Impact of preformed composite coagulants on alleviating colloids and organics-based ultrafiltration membrane fouling: Role of polymer composition and permeate quality

In situ formed inorganic-organic polymer composite coagulant (IPCC) is being increasingly applied in modern drinking water purification, although the impact of cationic polymers on the ultrafiltration (UF) process is controversial. This study evaluates the impact of preformed IPCC in coagulation-ultrafiltration treatment of humic acid (HA) and bovine serum albumin (BSA) rich water by using a cationic poly(diallyldimethylammonium) chloride (pDADMAC) of various molecular weight (MW) range. The effect of feed water components, and composition (2%, 5%, 10%) of polymers (large, L-pDADMAC and small, S-pDADMAC) on UF permeate water quality and membrane fouling were systematically investigated. Results show that IPCC effectively mitigated membrane fouling and improved permeate quality depending on polymer composition. Consistent with AFM and SEM fouling analysis, the membrane contact angle (fouling) under all pretreated BSA feed filtration was higher (82.0 degrees-90.3 degrees) than HA. It was very low (49.1 degrees) particularly under 10% L-pDADMAC pretreated HA media than that of 10% S-pDADMAC (51.9 degrees), but interestingly, the permeate flux in S-pDADMAC was high owing to its cake layer permeability.

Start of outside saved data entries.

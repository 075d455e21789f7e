//! Browser-like host adapter (spec §4.3), wasm32 only. Drives the drain
//! loop off `requestAnimationFrame` + a `MessageChannel` deferred task,
//! adapting `active_frame_time` to the host's observed refresh rate, with
//! a `setTimeout` race so a backgrounded tab (no rAF callbacks) still makes
//! forward progress.
//!
//! Structurally this generalizes `crates/dx-sched`'s `request_next_frame`
//! (the `Rc<RefCell<Option<Closure>>>` trick for a self-rescheduling rAF
//! closure) to the full two-stage rAF → deferred-task pipeline the spec
//! describes instead of driving work directly off the rAF callback.

use std::cell::{Cell, RefCell};
use std::rc::Rc;

use js_sys::Function;
use wasm_bindgen::prelude::*;
use wasm_bindgen::JsCast;
use web_sys::{window, MessageChannel, MessageEvent, MessagePort};

use super::{HostAdapter, HostCallback};
use crate::clock::{Clock, PerformanceClock};
use crate::config::SchedulerConfig;
use crate::error::SchedulerError;

struct Shared {
    performance: PerformanceClock,
    config: SchedulerConfig,

    scheduled_host_callback: RefCell<Option<HostCallback>>,
    timeout_time: Cell<f64>,

    is_animation_frame_scheduled: Cell<bool>,
    is_message_event_scheduled: Cell<bool>,
    is_flushing_host_callback: Cell<bool>,

    frame_deadline: Cell<f64>,
    active_frame_time: Cell<f64>,
    previous_frame_time: Cell<f64>,

    port: MessagePort,
    /// Unique per-adapter token so our `MessageEvent`s never get confused
    /// with unrelated `postMessage` traffic on the same channel (spec
    /// §4.3: "keyed by a unique token").
    token: u64,

    // Keep closures alive for the lifetime of the adapter.
    raf_closure: RefCell<Option<Closure<dyn FnMut(f64)>>>,
    message_closure: RefCell<Option<Closure<dyn FnMut(MessageEvent)>>>,
    raf_timeout_id: Cell<Option<i32>>,
}

pub struct BrowserHostAdapter {
    shared: Rc<Shared>,
}

impl BrowserHostAdapter {
    pub fn new(config: SchedulerConfig) -> Self {
        if let Err(err) = Self::probe_environment() {
            tracing::warn!(%err, "browser host adapter's environment is missing a capability it expects");
        }

        let channel = MessageChannel::new().expect("host is missing MessageChannel");
        let port = channel.port2();

        let shared = Rc::new(Shared {
            performance: PerformanceClock::new(),
            active_frame_time: Cell::new(config.initial_frame_time_ms),
            previous_frame_time: Cell::new(config.initial_frame_time_ms),
            config,
            scheduled_host_callback: RefCell::new(None),
            timeout_time: Cell::new(-1.0),
            is_animation_frame_scheduled: Cell::new(false),
            is_message_event_scheduled: Cell::new(false),
            is_flushing_host_callback: Cell::new(false),
            frame_deadline: Cell::new(0.0),
            port,
            token: next_token(),
            raf_closure: RefCell::new(None),
            message_closure: RefCell::new(None),
            raf_timeout_id: Cell::new(None),
        });

        install_message_listener(&shared, &channel.port1());

        Self { shared }
    }

    /// spec §7, "Host-missing-capability": checks for `window`,
    /// `window.performance`, and `MessageChannel` without constructing
    /// anything, so a host that merely *resembles* a browser (compiled for
    /// `wasm32`) but actually lacks these — a Worker has no `window` — is
    /// diagnosed instead of discovered via a blind `.expect()` panic the
    /// first time one of them is touched.
    fn probe_environment() -> Result<(), SchedulerError> {
        let window = window().ok_or_else(|| SchedulerError::HostCapabilityMissing {
            reason: "no `window` object in this wasm32 host (running in a Worker?)".to_string(),
        })?;
        if window.performance().is_none() {
            return Err(SchedulerError::HostCapabilityMissing {
                reason: "`window.performance` is unavailable".to_string(),
            });
        }
        MessageChannel::new().map(|_| ()).map_err(|_| SchedulerError::HostCapabilityMissing {
            reason: "`MessageChannel` construction failed".to_string(),
        })
    }
}

thread_local! {
    static TOKEN_COUNTER: Cell<u64> = const { Cell::new(0) };
}

fn next_token() -> u64 {
    TOKEN_COUNTER.with(|c| {
        let v = c.get() + 1;
        c.set(v);
        v
    })
}

fn install_message_listener(shared: &Rc<Shared>, listening_port: &MessagePort) {
    let shared_for_closure = shared.clone();
    let token = shared.token;
    let closure = Closure::wrap(Box::new(move |event: MessageEvent| {
        let matches_token = event.data().as_f64().map(|v| v as u64 == token).unwrap_or(false);
        if !matches_token {
            tracing::warn!(expected = token, "deferred-task message token mismatch; ignoring unrelated postMessage");
            return;
        }
        idle_tick(&shared_for_closure);
    }) as Box<dyn FnMut(MessageEvent)>);

    listening_port
        .set_onmessage(Some(closure.as_ref().unchecked_ref::<Function>()));
    *shared.message_closure.borrow_mut() = Some(closure);
}

fn post_deferred_task(shared: &Rc<Shared>) {
    if shared.is_message_event_scheduled.get() {
        return;
    }
    shared.is_message_event_scheduled.set(true);
    let _ = shared.port.post_message(&JsValue::from_f64(shared.token as f64));
}

/// spec §4.3 `animationTick(rafTime)`.
fn animation_tick(shared: &Rc<Shared>, raf_time: f64) {
    if shared.scheduled_host_callback.borrow().is_some() {
        request_animation_frame(shared);
    } else {
        shared.is_animation_frame_scheduled.set(false);
        return;
    }

    let next_frame_time = raf_time - shared.frame_deadline.get() + shared.active_frame_time.get();
    let previous_active = shared.active_frame_time.get();
    let (new_active, new_previous) = super::frame_time::adapt(
        next_frame_time,
        shared.previous_frame_time.get(),
        previous_active,
        shared.config.min_frame_time_ms,
    );
    if new_active != previous_active {
        tracing::debug!(from = previous_active, to = new_active, "active_frame_time adapted to observed refresh rate");
    }
    shared.active_frame_time.set(new_active);
    shared.previous_frame_time.set(new_previous);

    shared.frame_deadline.set(raf_time + shared.active_frame_time.get());

    if !shared.is_message_event_scheduled.get() {
        post_deferred_task(shared);
    }
}

/// spec §4.3 `idleTick` (the deferred-task / `MessageChannel` handler).
fn idle_tick(shared: &Rc<Shared>) {
    shared.is_message_event_scheduled.set(false);

    let callback = shared.scheduled_host_callback.borrow_mut().take();
    let timeout_time = shared.timeout_time.get();
    shared.timeout_time.set(-1.0);

    let Some(mut callback) = callback else { return };

    let now = shared.performance.now();
    if shared.frame_deadline.get() - now <= 0.0 {
        if timeout_time != -1.0 && timeout_time <= now {
            shared.is_flushing_host_callback.set(true);
            callback(true);
            shared.is_flushing_host_callback.set(false);
            return;
        }
        // Not actually expired yet: restore the snapshot and wait for the
        // next frame instead of running early.
        *shared.scheduled_host_callback.borrow_mut() = Some(callback);
        shared.timeout_time.set(timeout_time);
        if !shared.is_animation_frame_scheduled.get() {
            shared.is_animation_frame_scheduled.set(true);
            request_animation_frame(shared);
        }
        return;
    }

    shared.is_flushing_host_callback.set(true);
    callback(false);
    shared.is_flushing_host_callback.set(false);
}

fn request_animation_frame(shared: &Rc<Shared>) {
    let window = window().expect("host has no window");
    let shared_for_closure = shared.clone();
    let closure = Closure::wrap(Box::new(move |raf_time: f64| {
        animation_tick(&shared_for_closure, raf_time);
    }) as Box<dyn FnMut(f64)>);

    window
        .request_animation_frame(closure.as_ref().unchecked_ref())
        .expect("requestAnimationFrame failed");
    *shared.raf_closure.borrow_mut() = Some(closure);
}

/// spec §4.3 `requestAnimationFrameWithTimeout`: races the real rAF
/// against a `setTimeout`, whichever fires first wins and cancels the
/// other — guarantees forward progress when the host suspends animation
/// frames (a backgrounded tab).
fn request_animation_frame_with_timeout(shared: &Rc<Shared>) {
    let window = window().expect("host has no window");
    let did_run = Rc::new(Cell::new(false));

    let raf_shared = shared.clone();
    let raf_did_run = did_run.clone();
    let raf_closure = Closure::wrap(Box::new(move |raf_time: f64| {
        if raf_did_run.get() {
            return;
        }
        raf_did_run.set(true);
        if let Some(id) = raf_shared.raf_timeout_id.take() {
            if let Some(win) = window_ref() {
                win.clear_timeout_with_handle(id);
            }
        }
        animation_tick(&raf_shared, raf_time);
    }) as Box<dyn FnMut(f64)>);

    let raf_id = window
        .request_animation_frame(raf_closure.as_ref().unchecked_ref())
        .expect("requestAnimationFrame failed");
    *shared.raf_closure.borrow_mut() = Some(raf_closure);

    let timeout_shared = shared.clone();
    let timeout_did_run = did_run;
    let timeout_closure = Closure::once(move || {
        if timeout_did_run.get() {
            return;
        }
        timeout_did_run.set(true);
        if let Some(win) = window_ref() {
            let _ = win.cancel_animation_frame(raf_id);
        }
        let now = timeout_shared.performance.now();
        animation_tick(&timeout_shared, now);
    });

    let timeout_id = window
        .set_timeout_with_callback_and_timeout_and_ms_0(
            timeout_closure.as_ref().unchecked_ref(),
            shared.config.animation_frame_fallback_ms as i32,
        )
        .expect("setTimeout failed");
    shared.raf_timeout_id.set(Some(timeout_id));
    timeout_closure.forget();
}

fn window_ref() -> Option<web_sys::Window> {
    window()
}

impl HostAdapter for BrowserHostAdapter {
    fn request_host_callback(&mut self, callback: HostCallback, absolute_timeout: f64) {
        *self.shared.scheduled_host_callback.borrow_mut() = Some(callback);
        self.shared.timeout_time.set(absolute_timeout);

        if self.shared.is_flushing_host_callback.get() || absolute_timeout < 0.0 {
            post_deferred_task(&self.shared);
        } else if !self.shared.is_animation_frame_scheduled.get() {
            self.shared.is_animation_frame_scheduled.set(true);
            request_animation_frame_with_timeout(&self.shared);
        }
    }

    fn cancel_host_callback(&mut self) {
        *self.shared.scheduled_host_callback.borrow_mut() = None;
        self.shared.is_message_event_scheduled.set(false);
    }

    fn frame_deadline(&self) -> f64 {
        self.shared.frame_deadline.get()
    }

    fn probe(&self) -> Result<(), SchedulerError> {
        Self::probe_environment()
    }
}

Consequently, BSA demonstrated more permeate flux decline (0.32-0.54) than HA (0.53-0.9), but highest DOC removal (similar to 90%) was achieved, attributed to the propensity of the cake layer for BSA, thereafter aggravating fouling.

Automated summary

This study evaluates the impact of in situ formed inorganic-organic polymer composite coagulant (IPCC) on humic acid (HA) and bovine serum albumin (BSA) rich water treatment using cationic poly(diallyldimethylammonium) chloride (pDADMAC) of different molecular weights. Results show that IPCC effectively mitigated membrane fouling and improved permeate quality, depending on the polymer composition.